Hacking Legal or Illegal Breaks-in the Backdoor

In the public interest.

Edward Snowden the NSA whistleblower says that governments use the same techniques as hackers to take over your device. They launch exploit on your device they can do anything you do. They can look at emails, location services etc. He says they don’t need to hack devices they can ask Google, as they have a copy he says. Everything you have done Google keeps a permanent record. It is available to this private company and government. If you can do it they can do it, he says. The device is talking all the time, 10’s, 100’s, thousands of times a minute to a number of companies who have apps installed on your phone. He says, we have not created the tools for people to see this activity. It is the invisibility that is important, if you don’t know they are gathering data from you, you will not say anything.

Here is some information on Hacking.

Hackers Can Control Your Phone Using a Tool That’s Already Built Into It

One of the vulnerable phones: the HTC One M7.Ariel Zambelich/WIRED

A lot of concern about the NSA’s seemingly omnipresent surveillance over the last year has focused on the agency’s efforts to install back doors in software and hardware. Those efforts are greatly aided, however, if the agency can piggyback on embedded software already on a system that can be exploited.
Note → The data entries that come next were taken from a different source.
impl Workflow {
    pub fn builder() -> WorkflowBuilder {
        WorkflowBuilder::default()
    }

    pub fn steps(&self) -> &[WorkflowStep] {
        &self.steps
    }

    pub fn config(&self) -> &WorkflowConfig {
        &self.config
    }

    /// Handle that stops every run of this workflow, current and future. Use
    /// [`Workflow::run_cancellable`] to cancel a single run.
    pub fn cancellation(&self) -> CancellationHandle {
        self.cancellation.clone()
    }

    /// Runs every step in order, seeding the context with the builder's
    /// variables followed by `input`.
    pub async fn run<I, K>(&self, input: I) -> Result<WorkflowExecutionState, WorkflowError>
    where
        I: IntoIterator<Item = (K, Value)>,
        K: Into<String>,
    {
        self.run_cancellable(input, CancellationHandle::new()).await
    }

    /// Like [`Workflow::run`], but `cancellation` stops this run only.
    pub async fn run_cancellable<I, K>(
        &self,
        input: I,
        cancellation: CancellationHandle,
    ) -> Result<WorkflowExecutionState, WorkflowError>
    where
        I: IntoIterator<Item = (K, Value)>,
        K: Into<String>,
    {
        let mut context = self.variables.clone();
        context.extend(input);

        let state = WorkflowExecutionState::new(self.steps.len(), context);
        tracing::info!(
            execution_id = %state.execution_id,
            total_steps = state.total_steps,
            "workflow run started"
        );
        self.drive(state, None, &cancellation).await
    }

    pub async fn resume(
        &self,
        execution_id: &str,
        decision: ApprovalDecision,
    ) -> Result<WorkflowExecutionState, WorkflowError> {
        self.resume_cancellable(execution_id, decision, CancellationHandle::new())
            .await
    }

    /// Like [`Workflow::resume`], but `cancellation` stops this run only.
    pub async fn resume_cancellable(
        &self,
        execution_id: &str,
        decision: ApprovalDecision,
        cancellation: CancellationHandle,
    ) -> Result<WorkflowExecutionState, WorkflowError> {
        let state = self.load(execution_id).await?;
        self.settle_and_continue(state, decision, &cancellation)
            .await
    }

    /// Continues `state` with `decision` standing in for the gate that
    /// suspended it, recording the decision when a store is configured. An
    /// expired request turns the decision into a rejection.
    pub async fn resume_state(
        &self,
        state: WorkflowExecutionState,
        decision: ApprovalDecision,
    ) -> Result<WorkflowExecutionState, WorkflowError> {
        self.settle_and_continue(state, decision, &CancellationHandle::new())
            .await
    }

    /// Resumes with the decision recorded out of process. An expired,
    /// undecided request counts as a rejection.
    pub async fn resume_pending(
        &self,
        execution_id: &str,
    ) -> Result<WorkflowExecutionState, WorkflowError> {
        let state = self.load(execution_id).await?;
        let request_id = self.paused_request(&state)?;
        let store = self.require_store()?;
        let request = store
            .approval_request(&request_id)
            .await?
            .ok_or_else(|| StoreError::ApprovalNotFound(request_id.clone()))?;

        let Some(decision) = request.effective_decision(chrono::Utc::now()) else {
            return Err(WorkflowError::ApprovalPending { request_id });
        };
        if request.decision.is_none() {
            tracing::info!(%execution_id, %request_id, "approval request expired; treating as rejected");
            store.record_approval_decision(&request_id, &decision).await?;
        }
        self.continue_paused(state, decision, &CancellationHandle::new())
            .await
    }

    /// Marks a persisted run cancelled. Terminal runs are returned unchanged.
    pub async fn cancel(&self, execution_id: &str) -> Result<WorkflowExecutionState, WorkflowError> {
        let mut state = self.load(execution_id).await?;
        if !state.is_terminal() {
            state.cancel();
            tracing::info!(%execution_id, "workflow run cancelled");
            self.persist(&state).await?;
        }
        Ok(state)
    }

    async fn settle_and_continue(
        &self,
        state: WorkflowExecutionState,
        decision: ApprovalDecision,
        cancellation: &CancellationHandle,
    ) -> Result<WorkflowExecutionState, WorkflowError> {
        let request_id = self.paused_request(&state)?;
        let decision = match &self.store {
            Some(store) => store.settle_approval(&request_id, decision).await?,
            None => decision,
        };
        self.continue_paused(state, decision, cancellation).await
    }

    async fn continue_paused(
        &self,
        mut state: WorkflowExecutionState,
        decision: ApprovalDecision,
        cancellation: &CancellationHandle,
    ) -> Result<WorkflowExecutionState, WorkflowError> {
        tracing::info!(execution_id = %state.execution_id, ?decision, "workflow run resumed");
        state.resume();
        self.drive(state, Some(decision), cancellation).await
    }

    async fn drive(
        &self,
        mut state: WorkflowExecutionState,
        mut injected: Option<ApprovalDecision>,
        cancellation: &CancellationHandle,
    ) -> Result<WorkflowExecutionState, WorkflowError> {
        while state.status == ExecutionStatus::Running {
            if cancellation.is_cancelled() || self.cancellation.is_cancelled() {
                tracing::info!(execution_id = %state.execution_id, "workflow run cancelled");
                state.cancel();
                break;
            }

            let Some(step) = self.steps.get(state.cursor.step_index) else {
                state.complete();
                break;
            };
            state.current_step = Some(step.name.clone());

            match state.cursor.produced.take() {
                None => {
                    let prompt = match self.interpolator.render(&step.prompt_template, &state.context) {
                        Ok(rendered) => rendered.text,
                        Err(err) => {
                            tracing::warn!(
                                execution_id = %state.execution_id,
                                step = %step.name,
                                error = %err,
                                "step prompt did not render"
                            );
                            state.fail(&step.name, FailureReason::InterpolationError, err.to_string());
                            break;
                        }
                    };

                    let payload = json!({
                        "step": step.name,
                        "prompt": prompt,
                        "context": state.context.to_value(),
                    });
                    let prompt = match self
                        .decide(&state, GateKind::StepExecution, &payload, &mut injected)
                        .await?
                    {
                        GateOutcome::Decided(ApprovalDecision::Approve) => prompt,
                        GateOutcome::Decided(ApprovalDecision::Modify(replacement)) => {
                            stringify(&replacement)
                        }
                        GateOutcome::Decided(ApprovalDecision::Reject) => {
                            tracing::debug!(
                                execution_id = %state.execution_id,
                                step = %step.name,
                                "step skipped by approval gate"
                            );
                            state.skip(step.name.clone());
                            continue;
                        }
                        GateOutcome::Suspend { request_id } => {
                            state.pause(pending(GateKind::StepExecution, request_id, step, payload));
                            continue;
                        }
                    };

                    match self.execute_step(step, prompt).await {
                        Ok(result) => {
                            state.usage.fold(&result.usage);
                            state.cursor.produced = Some(result);
                        }
                        Err(err) => {
                            tracing::warn!(
                                execution_id = %state.execution_id,
                                step = %step.name,
                                error = %err,
                                "provider call failed"
                            );
                            state.fail(&step.name, FailureReason::ProviderError, err.to_string());
                            break;
                        }
                    }
                }
                Some(result) => {
                    let payload = serde_json::to_value(&result)
                        .map_err(|err| StoreError::Serialization(err.to_string()))?;
                    let result = match self
                        .decide(&state, GateKind::StepResult, &payload, &mut injected)
                        .await?
                    {
                        GateOutcome::Decided(ApprovalDecision::Modify(output)) => {
                            result.with_output(output)
                        }
                        GateOutcome::Decided(_) => result,
                        GateOutcome::Suspend { request_id } => {
                            state.cursor.produced = Some(result);
                            state.pause(pending(GateKind::StepResult, request_id, step, payload));
                            continue;
                        }
                    };
                    tracing::debug!(
                        execution_id = %state.execution_id,
                        step = %result.step_name,
                        duration_seconds = result.duration_seconds,
                        "step completed"
                    );
                    state.record(result);
                }
            }
        }

        tracing::info!(
            execution_id = %state.execution_id,
            status = %state.status,
            completed_steps = state.completed_steps,
            total_tokens = state.usage.total_tokens,
            "workflow run stopped"
        );
        self.persist(&state).await?;
        Ok(state)
    }

    async fn execute_step(
        &self,
        step: &WorkflowStep,
        prompt: String,
    ) -> Result<StepResult, ProviderError> {
        let mut messages = Vec::with_capacity(2);
        if let Some(system_prompt) = step.system_prompt.as_ref().or(self.config.system_prompt.as_ref()) {
            messages.push(ModelMessage::system(system_prompt.clone()));
        }
        messages.push(ModelMessage::user(prompt));

        let model = step.model.as_deref().or(self.config.default_model.as_deref());
        let started = Instant::now();
        let (output, usage) = match &step.output_schema {
            Some(schema) => {
                let completion = self.model.invoke_structured(&messages, schema, model).await?;
                (completion.value, completion.usage)
            }
            None => {
                let completion = self
                    .model
                    .invoke(&messages, &[], ModelToolChoice::None, model)
                    .await?;
                (Value::String(completion.text.unwrap_or_default()), completion.usage)
            }
        };

        Ok(StepResult {
            step_name: step.name.clone(),
            output,
            usage: usage.unwrap_or_default(),
            duration_seconds: started.elapsed().as_secs_f64(),
        })
    }

    async fn decide(
        &self,
        state: &WorkflowExecutionState,
        kind: GateKind,
        payload: &Value,
        injected: &mut Option<ApprovalDecision>,
    ) -> Result<GateOutcome, WorkflowError> {
        if let Some(decision) = injected.take() {
            return Ok(GateOutcome::Decided(decision));
        }
        let request = GateRequest {
            execution_id: &state.execution_id,
            kind,
            payload,
            context: Some(&state.context),
        };
        Ok(self.gate.decide(request).await?)
    }

    async fn persist(&self, state: &WorkflowExecutionState) -> Result<(), WorkflowError> {
        if let Some(store) = &self.store {
            store
                .save(&state.execution_id, &ExecutionSnapshot::Workflow(state.clone()))
                .await?;
        }
        Ok(())
    }

    fn require_store(&self) -> Result<&Arc<dyn ExecutionStateStore>, WorkflowError> {
        self.store.as_ref().ok_or_else(|| {
            WorkflowError::Config(
                "resuming by execution id requires an execution store (WorkflowBuilder::persist_to)"
                    .to_string(),
            )
        })
    }

    async fn load(&self, execution_id: &str) -> Result<WorkflowExecutionState, WorkflowError> {
        match self.require_store()?.load(execution_id).await? {
            Some(ExecutionSnapshot::Workflow(state)) => Ok(state),
            Some(ExecutionSnapshot::Agent(_)) => {
                Err(WorkflowError::WrongExecutionKind(execution_id.to_string()))
            }
            None => Err(StoreError::ExecutionNotFound(execution_id.to_string()).into()),
        }
    }

    fn paused_request(&self, state: &WorkflowExecutionState) -> Result<String, WorkflowError> {
        if state.total_steps != self.steps.len() {
            return Err(WorkflowError::Config(format!(
                "run {} was started with {} steps but this workflow declares {}",
                state.execution_id,
                state.total_steps,
                self.steps.len()
            )));
        }
        match (&state.status, &state.pending_approval) {
            (ExecutionStatus::Paused, Some(pending)) => Ok(pending.request_id.clone()),
            _ => Err(WorkflowError::NotResumable {
                execution_id: state.execution_id.clone(),
                status: state.status,
            }),
        }
    }
}
//! Report assembly and the query facade.
//!
//! One module per report; [`Reporter`] is the stable entry point the MCP
//! server and the CLI harness share. Every query rebuilds its report from
//! the directory tree and the capability handles it was constructed with;
//! nothing is cached between calls.

mod guide;
mod overview;
mod scaffolding;
mod structure;
mod views;

use crate::registry::HostCapabilities;
use serde_json::Value;
use std::path::{Path, PathBuf};

/// The six report operations.
#[derive(Debug, Clone, Copy, PartialEq, Eq)]
pub enum ReportKind {
    ProjectOverview,
    ProjectStructure,
    ScaffoldingCommands,
    ScaffoldingDiscovery,
    ViewStructure,
    DevelopmentGuide,
}

#[derive(Clone, Copy, Debug)]
pub struct ReportDescriptor {
    pub kind: ReportKind,
    pub name: &'static str,
    pub summary: &'static str,
}

pub const REPORT_CATALOG: &[ReportDescriptor] = &[
    ReportDescriptor {
        kind: ReportKind::ProjectOverview,
        name: "project_overview",
        summary: "Framework version, environment, active theme, and plugin/component counts.",
    },
    ReportDescriptor {
        kind: ReportKind::ProjectStructure,
        name: "project_structure",
        summary: "Complete project structure: plugins, components, and backend controllers.",
    },
    ReportDescriptor {
        kind: ReportKind::ScaffoldingCommands,
        name: "scaffolding_commands",
        summary: "Reference guide to the scaffolding commands for code generation.",
    },
    ReportDescriptor {
        kind: ReportKind::ScaffoldingDiscovery,
        name: "scaffolding_discovery",
        summary: "Scaffolding commands actually registered with the host console.",
    },
    ReportDescriptor {
        kind: ReportKind::ViewStructure,
        name: "view_structure",
        summary: "View files across the dual view system: Twig frontend, PHP backend.",
    },
    ReportDescriptor {
        kind: ReportKind::DevelopmentGuide,
        name: "development_guide",
        summary: "Architecture conventions, workflow, and core service availability.",
    },
];

impl ReportKind {
    pub fn name(self) -> &'static str {
        self.descriptor().name
    }

    pub fn summary(self) -> &'static str {
        self.descriptor().summary
    }

    pub fn from_name(name: &str) -> Option<ReportKind> {
        REPORT_CATALOG
            .iter()
            .find(|descriptor| descriptor.name == name)
            .map(|descriptor| descriptor.kind)
    }

    fn descriptor(self) -> &'static ReportDescriptor {
        REPORT_CATALOG
            .iter()
            .find(|descriptor| descriptor.kind == self)
            .expect("every kind is in the catalog")
    }
}

/// Query facade over one project root and its detected capabilities.
pub struct Reporter {
    root: PathBuf,
    host: HostCapabilities,
}

impl Reporter {
    pub fn new(root: impl AsRef<Path>, host: HostCapabilities) -> Self {
        Self {
            root: root.as_ref().to_path_buf(),
            host,
        }
    }

    /// Build a reporter by detecting capabilities from the registry
    /// snapshot under `root`.
    pub fn detect(root: impl AsRef<Path>) -> Self {
        let host = HostCapabilities::detect(root.as_ref());
        Self::new(root, host)
    }

    pub fn root(&self) -> &Path {
        &self.root
    }

    pub fn run(&self, kind: ReportKind) -> Value {
        match kind {
            ReportKind::ProjectOverview => self.project_overview(),
            ReportKind::ProjectStructure => self.project_structure(),
            ReportKind::ScaffoldingCommands => self.scaffolding_commands(),
            ReportKind::ScaffoldingDiscovery => self.scaffolding_discovery(),
            ReportKind::ViewStructure => self.view_structure(),
            ReportKind::DevelopmentGuide => self.development_guide(),
        }
    }

    pub fn project_overview(&self) -> Value {
        overview::project_overview(&self.host)
    }

    pub fn project_structure(&self) -> Value {
        structure::project_structure(&self.host)
    }

    pub fn scaffolding_commands(&self) -> Value {
        scaffolding::scaffolding_commands()
    }

    pub fn scaffolding_discovery(&self) -> Value {
        scaffolding::scaffolding_discovery(&self.host)
    }

    pub fn view_structure(&self) -> Value {
        views::view_structure(&self.root)
    }

    pub fn development_guide(&self) -> Value {
        guide::development_guide(&self.host)
    }
}

#[cfg(test)]
mod tests {
    use super::*;
    use pretty_assertions::assert_eq;

    #[test]
    fn catalog_names_resolve_round_trip() {
        for descriptor in REPORT_CATALOG {
            assert_eq!(ReportKind::from_name(descriptor.name), Some(descriptor.kind));
            assert_eq!(descriptor.kind.name(), descriptor.name);
        }
        assert_eq!(ReportKind::from_name("nope"), None);
    }
}
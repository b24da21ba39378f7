//! Scaffolding reports: the static command guide and the live discovery of
//! scaffolding commands registered with the host console.

use crate::registry::{CommandDescriptor, ConsoleCatalog, HostCapabilities};
use serde_json::{json, Map, Value};

/// Reference entry for one scaffolding command.
struct CommandSpec {
    name: &'static str,
    description: &'static str,
    syntax: &'static str,
    example: &'static str,
    options: &'static [(&'static str, &'static str)],
    generates: &'static [&'static str],
    use_when: &'static str,
}

const CORE_COMMANDS: &[CommandSpec] = &[
    CommandSpec {
        name: "create:plugin",
        description: "Creates a complete plugin structure with all necessary files",
        syntax: "create:plugin <PluginName.PluginCode>",
        example: "create:plugin MyCompany.BlogExtension",
        options: &[],
        generates: &[
            "Plugin.php",
            "plugin.yaml",
            "version.yaml",
            "basic directory structure",
        ],
        use_when: "Starting any new plugin development",
    },
    CommandSpec {
        name: "create:model",
        description: "Creates model with optional controller, migration, seeder, factory",
        syntax: "create:model [options] <plugin> <model>",
        example: "create:model --all MyCompany.Blog Post",
        options: &[
            ("--all", "Generate controller, migration, seeder, and factory"),
            ("--controller", "Create backend controller"),
            ("--seed", "Create seeder"),
            ("--factory", "Create model factory"),
            ("--no-migration", "Skip migration file"),
        ],
        generates: &[
            "Model.php",
            "migration",
            "controller (with --all)",
            "seeder (with --all)",
        ],
        use_when: "Creating any new database entity",
    },
    CommandSpec {
        name: "create:controller",
        description: "Creates backend controller with form/list behaviors",
        syntax: "create:controller [options] <plugin> <controller>",
        example: "create:controller --model=Post MyCompany.Blog Posts",
        options: &[
            ("--model=<Model>", "Associate with specific model"),
            ("--layout=<layout>", "Set form layout (standard, sidebar, fancy)"),
            ("--stubs", "Create view files for local overwrites"),
        ],
        generates: &["Controller.php", "config files", "view templates"],
        use_when: "Creating backend admin interfaces",
    },
    CommandSpec {
        name: "create:component",
        description: "Creates frontend component with default template",
        syntax: "create:component <plugin> <component>",
        example: "create:component MyCompany.Blog PostList",
        options: &[],
        generates: &["Component.php", "default.htm template"],
        use_when: "Creating frontend functionality",
    },
    CommandSpec {
        name: "create:migration",
        description: "Creates database migration file",
        syntax: "create:migration <plugin> <migration_name>",
        example: "create:migration MyCompany.Blog create_posts_table",
        options: &[],
        generates: &["Timestamped migration file"],
        use_when: "Making database schema changes",
    },
    CommandSpec {
        name: "create:command",
        description: "Creates console command",
        syntax: "create:command <plugin> <command>",
        example: "create:command MyCompany.Blog SyncPosts",
        options: &[],
        generates: &["Console command class"],
        use_when: "Creating artisan commands",
    },
];

const SPECIALIZED_COMMANDS: &[(&str, &str, &str)] = &[
    (
        "create:formwidget",
        "Creates custom backend form widget",
        "Custom form input types needed",
    ),
    (
        "create:reportwidget",
        "Creates backend dashboard widget",
        "Adding dashboard functionality",
    ),
    (
        "create:settings",
        "Creates settings model for configuration",
        "Plugin needs configuration options",
    ),
    ("create:theme", "Creates theme structure", "Creating custom themes"),
    ("create:test", "Creates test class", "Adding automated tests"),
];

/// Install commands surfaced by discovery alongside the `create:`/`make:`
/// generators.
const INSTALL_COMMANDS: &[&str] = &["winter:install", "plugin:install", "theme:install"];

/// The static scaffolding command guide. Pure reference data, no discovery.
pub(crate) fn scaffolding_commands() -> Value {
    let mut core = Map::new();
    for spec in CORE_COMMANDS {
        let mut entry = Map::new();
        entry.insert("description".to_string(), json!(spec.description));
        entry.insert("syntax".to_string(), json!(spec.syntax));
        entry.insert("example".to_string(), json!(spec.example));
        if !spec.options.is_empty() {
            let options: Map<String, Value> = spec
                .options
                .iter()
                .map(|(flag, doc)| (flag.to_string(), json!(doc)))
                .collect();
            entry.insert("options".to_string(), Value::Object(options));
        }
        entry.insert("generates".to_string(), json!(spec.generates));
        entry.insert("use_when".to_string(), json!(spec.use_when));
        core.insert(spec.name.to_string(), Value::Object(entry));
    }

    let specialized: Map<String, Value> = SPECIALIZED_COMMANDS
        .iter()
        .map(|(name, description, use_when)| {
            (
                name.to_string(),
                json!({ "description": description, "use_when": use_when }),
            )
        })
        .collect();

    json!({
        "principle": "Always use scaffolding commands before creating files manually",
        "core_commands": core,
        "specialized_commands": specialized,
        "common_workflows": {
            "new_plugin_development": {
                "steps": [
                    "1. create:plugin Namespace.PluginName",
                    "2. create:model --all Namespace.PluginName ModelName",
                    "3. create:component Namespace.PluginName ComponentName",
                    "4. Customize generated files",
                ],
            },
            "add_model_to_existing_plugin": {
                "steps": [
                    "1. create:model --controller --seed Namespace.PluginName ModelName",
                    "2. Customize model relationships and validation",
                    "3. Configure backend controller form/list",
                ],
            },
            "add_frontend_functionality": {
                "steps": [
                    "1. create:component Namespace.PluginName ComponentName",
                    "2. Implement component logic in onRun()",
                    "3. Customize component template",
                ],
            },
        },
        "best_practices": {
            "always_scaffold_first": "Use scaffolding commands before manual file creation",
            "follow_naming_conventions": "Use PascalCase for models/controllers, kebab-case for components",
            "use_comprehensive_options": "Use --all flag for models when building full CRUD",
            "leverage_stubs": "Use --stubs option for controllers when customizing views",
        },
        "anti_patterns": {
            "manual_plugin_creation": "Never create Plugin.php manually - use create:plugin",
            "manual_model_creation": "Never create models from scratch - use create:model",
            "manual_controller_setup": "Never create controller directories manually - use create:controller",
            "skipping_migrations": "Always generate migrations with models unless specifically not needed",
        },
    })
}

/// Discovery of scaffolding commands actually registered with the host
/// console. The dynamic command list is omitted when the console catalog is
/// not reachable.
pub(crate) fn scaffolding_discovery(host: &HostCapabilities) -> Value {
    let mut report = Map::new();
    report.insert(
        "message".to_string(),
        json!("Use these commands instead of manual file creation"),
    );

    if let Some(console) = &host.console {
        let commands: Vec<CommandDescriptor> = console
            .list_commands()
            .into_iter()
            .filter(is_scaffolding_command)
            .collect();
        report.insert("scaffolding_commands".to_string(), json!(commands));
    }

    report.insert(
        "priority_commands".to_string(),
        json!({
            "create:plugin": "Always use for new plugins",
            "create:model": "Always use for new models",
            "create:controller": "Always use for new controllers",
            "create:component": "Always use for new components",
        }),
    );

    Value::Object(report)
}

fn is_scaffolding_command(command: &CommandDescriptor) -> bool {
    command.name.starts_with("create:")
        || command.name.starts_with("make:")
        || INSTALL_COMMANDS.contains(&command.name.as_str())
}

#[cfg(test)]
mod tests {
    use super::*;
    use pretty_assertions::assert_eq;

    fn command(name: &str) -> CommandDescriptor {
        CommandDescriptor {
            name: name.to_string(),
            description: String::new(),
            implementation_class: "App\\Console\\Cmd".to_string(),
        }
    }

    #[test]
    fn filters_to_scaffolding_commands() {
        assert!(is_scaffolding_command(&command("create:plugin")));
        assert!(is_scaffolding_command(&command("make:request")));
        assert!(is_scaffolding_command(&command("plugin:install")));
        assert!(!is_scaffolding_command(&command("cache:clear")));
        assert!(!is_scaffolding_command(&command("migrate")));
    }

    #[test]
    fn guide_lists_every_core_command() {
        let guide = scaffolding_commands();
        let core = guide["core_commands"].as_object().unwrap();
        assert_eq!(core.len(), CORE_COMMANDS.len());
        assert!(core.contains_key("create:plugin"));
        assert_eq!(
            core["create:model"]["options"]["--all"],
            "Generate controller, migration, seeder, and factory"
        );
        // Commands without flags carry no options key at all.
        assert!(core["create:component"].get("options").is_none());
    }
}
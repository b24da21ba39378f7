//! MCP tools for Winter CMS project introspection.
//!
//! Six read-only, parameterless tools, one per report operation. Each call
//! re-detects the host capabilities and rebuilds its report from the
//! directory tree, so the response always reflects the current state of
//! the project.

use rmcp::handler::server::tool::ToolRouter;
use rmcp::handler::server::wrapper::Parameters;
use rmcp::model::{CallToolResult, Content, Implementation, ServerCapabilities, ServerInfo};
use rmcp::schemars;
use rmcp::{tool, tool_handler, tool_router, ErrorData as McpError, ServerHandler};
use serde::Deserialize;
use serde_json::Value;
use std::path::PathBuf;
use winter_discovery::{Reporter, REPORT_CATALOG};

/// Environment variable overriding the introspected project root.
pub const ROOT_ENV_VAR: &str = "WINTER_MCP_ROOT";

/// Project root for this process: `WINTER_MCP_ROOT`, else the current
/// directory.
pub fn resolve_root() -> PathBuf {
    std::env::var_os(ROOT_ENV_VAR)
        .map(PathBuf::from)
        .unwrap_or_else(|| PathBuf::from("."))
}

/// The report tools take no arguments; reports are parameterless reads.
#[derive(Debug, Default, Deserialize, schemars::JsonSchema)]
pub struct NoArguments {}

/// Winter CMS MCP service.
#[derive(Clone)]
pub struct WinterMcpService {
    /// Project root every report is computed against.
    root: PathBuf,
    /// Tool router
    tool_router: ToolRouter<Self>,
}

impl WinterMcpService {
    pub fn new(root: PathBuf) -> Self {
        Self {
            root,
            tool_router: Self::tool_router(),
        }
    }

    /// Fresh reporter with capabilities re-detected from the snapshot.
    fn reporter(&self) -> Reporter {
        Reporter::detect(&self.root)
    }

    fn render(report: Value) -> CallToolResult {
        CallToolResult::success(vec![Content::text(
            serde_json::to_string_pretty(&report).unwrap_or_default(),
        )])
    }
}

#[tool_handler]
impl ServerHandler for WinterMcpService {
    fn get_info(&self) -> ServerInfo {
        let mut instructions = vec![
            "Read-only introspection of a Winter CMS project for AI agents. Start with project_overview, then project_structure for plugins/components/controllers and view_structure for the template layout.".to_string(),
            "Tools:".to_string(),
        ];
        for report in REPORT_CATALOG {
            instructions.push(format!("- {}: {}", report.name, report.summary));
        }

        ServerInfo {
            instructions: Some(instructions.join("\n")),
            capabilities: ServerCapabilities::builder().enable_tools().build(),
            server_info: Implementation::from_build_env(),
            ..Default::default()
        }
    }
}

#[tool_router]
impl WinterMcpService {
    #[tool(
        description = "Get Winter CMS project overview: version, environment, active theme, and plugin/component counts."
    )]
    pub async fn project_overview(
        &self,
        Parameters(_request): Parameters<NoArguments>,
    ) -> Result<CallToolResult, McpError> {
        Ok(Self::render(self.reporter().project_overview()))
    }

    #[tool(
        description = "Get complete Winter CMS project structure: plugins, components, and backend controllers."
    )]
    pub async fn project_structure(
        &self,
        Parameters(_request): Parameters<NoArguments>,
    ) -> Result<CallToolResult, McpError> {
        Ok(Self::render(self.reporter().project_structure()))
    }

    #[tool(
        description = "Get comprehensive guide to Winter CMS scaffolding commands for code generation. Always use these before creating files manually."
    )]
    pub async fn scaffolding_commands(
        &self,
        Parameters(_request): Parameters<NoArguments>,
    ) -> Result<CallToolResult, McpError> {
        Ok(Self::render(self.reporter().scaffolding_commands()))
    }

    #[tool(
        description = "Discover the scaffolding commands registered with the host console, with examples and usage."
    )]
    pub async fn scaffolding_discovery(
        &self,
        Parameters(_request): Parameters<NoArguments>,
    ) -> Result<CallToolResult, McpError> {
        Ok(Self::render(self.reporter().scaffolding_discovery()))
    }

    #[tool(
        description = "Map view files and understand the Winter CMS dual view system: Twig (.htm) frontend, PHP (.php) backend."
    )]
    pub async fn view_structure(
        &self,
        Parameters(_request): Parameters<NoArguments>,
    ) -> Result<CallToolResult, McpError> {
        Ok(Self::render(self.reporter().view_structure()))
    }

    #[tool(
        description = "Get essential Winter CMS development guidance: architecture patterns, services, and best practices."
    )]
    pub async fn development_guide(
        &self,
        Parameters(_request): Parameters<NoArguments>,
    ) -> Result<CallToolResult, McpError> {
        Ok(Self::render(self.reporter().development_guide()))
    }
}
Two researchers have uncovered such built-in vulnerabilities in a large number of smartphones that would allow government spies and sophisticated hackers to install malicious code and take control of the device.

The attacks would require proximity to the phones, using a rogue base station or femtocell, and a high level of skill to pull off. But it took Mathew Solnik and Marc Blanchou, two research consultants with Accuvant Labs, just a few months to discover the vulnerabilities and exploit them.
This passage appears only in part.